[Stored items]

----

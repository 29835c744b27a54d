use std::collections::HashSet;

use crate::config::{Config, ROUTE_PREFIX};
use crate::data::paths;
use crate::error::{Error, Result};

/// Read the set of resource identifiers a token has marked seen. A token
/// with no state file yet simply has nothing seen.
pub fn load(config: &Config, token: &str) -> Result<HashSet<String>> {
    let token = paths::validate_token(token)?;
    match std::fs::read_to_string(config.data_root().join(token)) {
        Ok(text) => Ok(text
            .lines()
            .filter(|l| !l.is_empty())
            .map(str::to_string)
            .collect()),
        Err(e) if e.kind() == std::io::ErrorKind::NotFound => Ok(HashSet::new()),
        Err(e) => Err(e.into()),
    }
}

/// Replace a token's persisted state with the `;`-separated identifiers in
/// `payload`. Candidates that do not name an existing file under the media
/// root are dropped silently; the client may have stale entries and that is
/// not its problem. Returns how many identifiers were retained.
///
/// The write replaces the whole prior file. Concurrent saves for one token
/// race at whole-file granularity: last writer wins.
pub fn save(config: &Config, token: Option<&str>, payload: &[u8]) -> Result<usize> {
    let token = token.ok_or(Error::Unauthorized)?;
    let token = paths::validate_token(token)?;
    if payload.len() > config.sync_max_bytes() {
        return Err(Error::PayloadTooLarge);
    }

    let payload = String::from_utf8_lossy(payload);
    let mut seen = HashSet::new();
    let mut kept = Vec::new();
    for candidate in payload.split(';') {
        let candidate = candidate.trim();
        if candidate.is_empty() || !seen.insert(candidate) {
            continue;
        }
        // Only canonical route-prefixed identifiers count; the prefix must
        // end on a path boundary so "/filesfoo" cannot pass as "foo".
        let Some(rest) = candidate.strip_prefix(ROUTE_PREFIX) else {
            continue;
        };
        if !rest.starts_with('/') {
            continue;
        }
        let relative = rest.trim_start_matches('/');
        let Ok(resolved) = paths::resolve(&config.media_root, relative) else {
            continue;
        };
        if resolved.is_file() {
            kept.push(candidate.to_string());
        }
    }

    let dir = config.data_root();
    std::fs::create_dir_all(&dir)?;
    std::fs::write(dir.join(token), kept.join("\n"))?;
    Ok(kept.len())
}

----

(TASK OBJECTIVE):
Up to and including the last line above, starting with the line that contains "return Err(Error::PayloadTooLarge);", return each line exactly and nothing else.

(OUTPUT OF THE EXERCISE):
        return Err(Error::PayloadTooLarge);
    }

    let payload = String::from_utf8_lossy(payload);
    let mut seen = HashSet::new();
    let mut kept = Vec::new();
    for candidate in payload.split(';') {
        let candidate = candidate.trim();
        if candidate.is_empty() || !seen.insert(candidate) {
            continue;
        }
        // Only canonical route-prefixed identifiers count; the prefix must
        // end on a path boundary so "/filesfoo" cannot pass as "foo".
        let Some(rest) = candidate.strip_prefix(ROUTE_PREFIX) else {
            continue;
        };
        if !rest.starts_with('/') {
            continue;
        }
        let relative = rest.trim_start_matches('/');
        let Ok(resolved) = paths::resolve(&config.media_root, relative) else {
            continue;
        };
        if resolved.is_file() {
            kept.push(candidate.to_string());
        }
    }

    let dir = config.data_root();
    std::fs::create_dir_all(&dir)?;
    std::fs::write(dir.join(token), kept.join("\n"))?;
    Ok(kept.len())
}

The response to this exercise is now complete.